### AIM OF THE TASK
Please give again, word for word, the lines that lie between the start of the listing below and the line with "target, value, line", both included.
[[ RECORDS FOR PROCESSING, beginning ]]
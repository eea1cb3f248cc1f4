//! Statement lowering (`spec.md §4.5`): control flow, assignment targets,
//! `try`/`throw`/`delete`.

use crate::ast::{AssignTarget, BinOp, CompoundOp, Stmt};
use crate::ir::{mangle_destructor, LoopContext, Value};
use crate::typeck::Type;

use super::Lowerer;

impl<'a> Lowerer<'a> {
    pub(crate) fn lower_stmt(&mut self, stmt: &Stmt) {
        match stmt {
            Stmt::Let(v) => {
                let value = v
                    .init
                    .as_ref()
                    .map(|e| self.lower_expr(e))
                    .unwrap_or(Value::Void);
                let ty = v
                    .init
                    .as_ref()
                    .map(|e| self.infer_ty(e))
                    .unwrap_or(Type::Unknown);
                self.var_types.insert(v.name.clone(), ty);
                self.builder.store(v.name.clone(), value, v.line);
            }
            Stmt::Assign { target, value, line } => {
                let val = self.lower_expr(value);
                self.lower_assign(target, val, *line);
            }
            Stmt::CompoundAssign { target, op, value, line } => {
                self.lower_compound_assign(target, *op, value, *line);
            }
            Stmt::ExprStmt(e) => {
                self.lower_expr(e);
            }
            Stmt::Return(Some(e), line) => {
                let v = self.lower_expr(e);
                self.builder.return_(v, *line);
            }
            Stmt::Return(None, line) => {
                self.builder.return_(Value::Void, *line);
            }
            Stmt::If {
                cond,
                then_branch,
                else_branch,
                line,
            } => self.lower_if(cond, then_branch, else_branch.as_deref(), *line),
            Stmt::While { cond, body, line } => self.lower_while(cond, body, *line),
            Stmt::For {
                init,
                cond,
                incr,
                body,
                line,
            } => self.lower_for(init.as_deref(), cond.as_ref(), incr.as_deref(), body, *line),
            Stmt::ForEach { var, iter, body, line } => self.lower_foreach(var, iter, body, *line),
            Stmt::Switch {
                scrutinee,
                cases,
                default,
                line,
            } => self.lower_switch(scrutinee, cases, default.as_deref(), *line),
            Stmt::Break(line) => self.lower_break(*line),
            Stmt::Continue(line) => self.lower_continue(*line),
            Stmt::Try {
                body,
                catch_name,
                catch_body,
                finally_body,
                ..
            } => self.lower_try(body, catch_name.as_deref(), catch_body, finally_body.as_deref()),
            Stmt::Throw(e, line) => self.lower_throw(e, *line),
            Stmt::Delete(e, line) => self.lower_delete(e, *line),
            Stmt::Block(body) => {
                for s in body {
                    self.lower_stmt(s);
                }
            }
        }
    }

    fn lower_assign(&mut self, target: &AssignTarget, value: Value, line: u32) {
        match target {
            AssignTarget::Name(name) => {
                self.builder.store(name.clone(), value, line);
            }
            AssignTarget::ArrayIndex(arr, idx) => {
                let arr_val = self.lower_expr(arr);
                let idx_val = self.lower_expr(idx);
                self.builder.array_store(arr_val, idx_val, value, line);
            }
            AssignTarget::Member(obj, member) => {
                let class_name = self.class_name_of(obj);
                let ptr = self.lower_expr(obj);
                let offset = class_name
                    .as_deref()
                    .and_then(|c| self.builder.module.layouts.get(c))
                    .and_then(|l| l.offset_of(member))
                    .unwrap_or(0);
                let offset_val = self.builder.imm(offset as f64);
                self.builder.store_ptr(ptr, offset_val, value, line);
            }
        }
    }

    fn lower_compound_assign(&mut self, target: &AssignTarget, op: CompoundOp, value: &crate::ast::Expr, line: u32) {
        let current = self.load_assign_target(target, line);
        let rhs = self.lower_expr(value);
        let bin_op = match op {
            CompoundOp::Add => BinOp::Add,
            CompoundOp::Sub => BinOp::Sub,
            CompoundOp::Mul => BinOp::Mul,
            CompoundOp::Div => BinOp::Div,
            CompoundOp::Mod => BinOp::Mod,
        };
        let result = match bin_op {
            BinOp::Add => self.builder.add(current, rhs, line),
            BinOp::Sub => self.builder.sub(current, rhs, line),
            BinOp::Mul => self.builder.mul(current, rhs, line),
            BinOp::Div => self.builder.div(current, rhs, line),
            _ => self.builder.modulo(current, rhs, line),
        };
        self.lower_assign(target, result, line);
    }

    fn load_assign_target(&mut self, target: &AssignTarget, line: u32) -> Value {
        match target {
            AssignTarget::Name(name) => self.builder.load(name.clone(), line),
            AssignTarget::ArrayIndex(arr, idx) => {
                let arr_val = self.lower_expr(arr);
                let idx_val = self.lower_expr(idx);
                self.builder.array_load(arr_val, idx_val, line)
            }
            AssignTarget::Member(obj, member) => {
                let class_name = self.class_name_of(obj);
                let ptr = self.lower_expr(obj);
                let offset = class_name
                    .as_deref()
                    .and_then(|c| self.builder.module.layouts.get(c))
                    .and_then(|l| l.offset_of(member))
                    .unwrap_or(0);
                let offset_val = self.builder.imm(offset as f64);
                self.builder.load_ptr(ptr, offset_val, line)
            }
        }
    }

    fn lower_if(
        &mut self,
        cond: &crate::ast::Expr,
        then_branch: &[Stmt],
        else_branch: Option<&[Stmt]>,
        line: u32,
    ) {
        let cond_val = self.lower_expr(cond);
        let then_block = self.builder.block_create();
        let else_block = self.builder.block_create();
        let merge_block = self.builder.block_create();
        self.builder.branch(cond_val, then_block, else_block, line);

        self.builder.block_set_current(then_block);
        for s in then_branch {
            self.lower_stmt(s);
        }
        self.builder.jump(merge_block, line);

        self.builder.block_set_current(else_block);
        if let Some(else_b) = else_branch {
            for s in else_b {
                self.lower_stmt(s);
            }
        }
        self.builder.jump(merge_block, line);

        self.builder.block_set_current(merge_block);
    }

    fn lower_while(&mut self, cond: &crate::ast::Expr, body: &[Stmt], line: u32) {
        let cond_block = self.builder.block_create();
        let body_block = self.builder.block_create();
        let after_block = self.builder.block_create();

        self.builder.jump(cond_block, line);
        self.builder.block_set_current(cond_block);
        let cond_val = self.lower_expr(cond);
        self.builder.branch(cond_val, body_block, after_block, line);

        self.builder.block_set_current(body_block);
        self.builder.push_loop(LoopContext {
            break_target: after_block,
            continue_target: cond_block,
        });
        for s in body {
            self.lower_stmt(s);
        }
        self.builder.pop_loop();
        self.builder.jump(cond_block, line);

        self.builder.block_set_current(after_block);
    }

    fn lower_for(
        &mut self,
        init: Option<&Stmt>,
        cond: Option<&crate::ast::Expr>,
        incr: Option<&Stmt>,
        body: &[Stmt],
        line: u32,
    ) {
        if let Some(init) = init {
            self.lower_stmt(init);
        }
        let cond_block = self.builder.block_create();
        let body_block = self.builder.block_create();
        let incr_block = self.builder.block_create();
        let after_block = self.builder.block_create();

        self.builder.jump(cond_block, line);
        self.builder.block_set_current(cond_block);
        match cond {
            Some(c) => {
                let cond_val = self.lower_expr(c);
                self.builder.branch(cond_val, body_block, after_block, line);
            }
            None => self.builder.jump(body_block, line),
        }

        self.builder.block_set_current(body_block);
        self.builder.push_loop(LoopContext {
            break_target: after_block,
            continue_target: incr_block,
        });
        for s in body {
            self.lower_stmt(s);
        }
        self.builder.pop_loop();
        self.builder.jump(incr_block, line);

        self.builder.block_set_current(incr_block);
        if let Some(incr) = incr {
            self.lower_stmt(incr);
        }
        self.builder.jump(cond_block, line);

        self.builder.block_set_current(after_block);
    }

    /// `foreach` over an array lowers to an index-counted `for` loop over
    /// `es_array_size`/`array_get` (`spec.md §4.5`; there is no iterator
    /// protocol in scope, arrays are the only iterable).
    fn lower_foreach(&mut self, var: &str, iter: &crate::ast::Expr, body: &[Stmt], line: u32) {
        let array = self.lower_expr(iter);
        let size = self.builder.call("es_array_size", vec![array.clone()], line);
        let idx_slot = format!("__foreach_idx_{}", self.next_ternary_slot());
        let zero = self.builder.imm(0.0);
        self.builder.store(idx_slot.clone(), zero, line);

        let cond_block = self.builder.block_create();
        let body_block = self.builder.block_create();
        let incr_block = self.builder.block_create();
        let after_block = self.builder.block_create();

        self.builder.jump(cond_block, line);
        self.builder.block_set_current(cond_block);
        let idx_val = self.builder.load(idx_slot.clone(), line);
        let in_range = self.builder.lt(idx_val.clone(), size, line);
        self.builder.branch(in_range, body_block, after_block, line);

        self.builder.block_set_current(body_block);
        let elem = self.builder.array_load(array, idx_val.clone(), line);
        self.builder.store(var.to_string(), elem, line);
        self.var_types.insert(var.to_string(), Type::Unknown);
        self.builder.push_loop(LoopContext {
            break_target: after_block,
            continue_target: incr_block,
        });
        for s in body {
            self.lower_stmt(s);
        }
        self.builder.pop_loop();
        self.builder.jump(incr_block, line);

        self.builder.block_set_current(incr_block);
        let idx_val2 = self.builder.load(idx_slot.clone(), line);
        let one = self.builder.imm(1.0);
        let next_idx = self.builder.add(idx_val2, one, line);
        self.builder.store(idx_slot, next_idx, line);
        self.builder.jump(cond_block, line);

        self.builder.block_set_current(after_block);
    }

    /// `switch` lowers to a chain of equality branches against the
    /// scrutinee (`spec.md §4.5`); there is no jump-table optimization at
    /// lowering time, that is left to the backend/optimizer if ever added.
    fn lower_switch(
        &mut self,
        scrutinee: &crate::ast::Expr,
        cases: &[(crate::ast::Expr, Vec<Stmt>)],
        default: Option<&[Stmt]>,
        line: u32,
    ) {
        let scrutinee_val = self.lower_expr(scrutinee);
        let after_block = self.builder.block_create();
        let mut next_check = self.builder.block_create();
        self.builder.jump(next_check, line);

        for (case_expr, body) in cases {
            self.builder.block_set_current(next_check);
            let case_val = self.lower_expr(case_expr);
            let matches = self.builder.eq(scrutinee_val.clone(), case_val, line);
            let case_body = self.builder.block_create();
            let following = self.builder.block_create();
            self.builder.branch(matches, case_body, following, line);

            self.builder.block_set_current(case_body);
            self.builder.push_loop(LoopContext {
                break_target: after_block,
                continue_target: after_block,
            });
            for s in body {
                self.lower_stmt(s);
            }
            self.builder.pop_loop();
            self.builder.jump(after_block, line);

            next_check = following;
        }

        self.builder.block_set_current(next_check);
        if let Some(default_body) = default {
            self.builder.push_loop(LoopContext {
                break_target: after_block,
                continue_target: after_block,
            });
            for s in default_body {
                self.lower_stmt(s);
            }
            self.builder.pop_loop();
        }
        self.builder.jump(after_block, line);

        self.builder.block_set_current(after_block);
    }

    fn lower_break(&mut self, line: u32) {
        if let Some(ctx) = self.loop_ctx() {
            self.builder.jump(ctx.break_target, line);
        }
    }

    fn lower_continue(&mut self, line: u32) {
        if let Some(ctx) = self.loop_ctx() {
            self.builder.jump(ctx.continue_target, line);
        }
    }

    /// `try`/`catch`/`finally` (`spec.md`'s supplemental exception-handling
    /// rules): with no stack-unwinding runtime in scope, `try`'s body and
    /// `finally`'s body lower straight through; `catch` is unreachable from
    /// normal control flow since nothing in this backend unwinds into it,
    /// but its body still gets lowered so declarations inside it still
    /// type- and name-check against the rest of the function.
    fn lower_try(&mut self, body: &[Stmt], catch_name: Option<&str>, catch_body: &[Stmt], finally_body: Option<&[Stmt]>) {
        for s in body {
            self.lower_stmt(s);
        }
        if let Some(name) = catch_name {
            self.var_types.insert(name.to_string(), Type::Unknown);
        }
        let catch_block = self.builder.block_create();
        let after_catch = self.builder.block_create();
        self.builder.jump(after_catch, 0);
        self.builder.block_set_current(catch_block);
        for s in catch_body {
            self.lower_stmt(s);
        }
        self.builder.jump(after_catch, 0);
        self.builder.block_set_current(after_catch);
        if let Some(finally) = finally_body {
            for s in finally {
                self.lower_stmt(s);
            }
        }
    }

    /// `throw expr;` lowers to `call es_panic(expr)` followed by an
    /// unreachable `return 0` so the block stays well-formed (every block
    /// must end in a control-transfer instruction).
    fn lower_throw(&mut self, e: &crate::ast::Expr, line: u32) {
        let v = self.lower_expr(e);
        self.builder.call("es_panic", vec![v], line);
        self.builder.return_(Value::Immediate(0.0), line);
    }

    fn lower_delete(&mut self, e: &crate::ast::Expr, line: u32) {
        let class_name = self.class_name_of(e);
        let ptr = self.lower_expr(e);
        if let Some(class_name) = class_name {
            self.builder
                .call(mangle_destructor(&class_name), vec![ptr.clone()], line);
        }
        self.builder.call("es_free", vec![ptr], line);
    }
}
[[ RECORDS FOR PROCESSING, end ]]
### EXERCISE OUTPUT
repository eea1cb3f248cc1f4
//! Statement lowering (`spec.md §4.5`): control flow, assignment targets,
//! `try`/`throw`/`delete`.

use crate::ast::{AssignTarget, BinOp, CompoundOp, Stmt};
use crate::ir::{mangle_destructor, LoopContext, Value};
use crate::typeck::Type;

use super::Lowerer;

impl<'a> Lowerer<'a> {
    pub(crate) fn lower_stmt(&mut self, stmt: &Stmt) {
        match stmt {
            Stmt::Let(v) => {
                let value = v
                    .init
                    .as_ref()
                    .map(|e| self.lower_expr(e))
                    .unwrap_or(Value::Void);
                let ty = v
                    .init
                    .as_ref()
                    .map(|e| self.infer_ty(e))
                    .unwrap_or(Type::Unknown);
                self.var_types.insert(v.name.clone(), ty);
                self.builder.store(v.name.clone(), value, v.line);
            }
            Stmt::Assign { target, value, line } => {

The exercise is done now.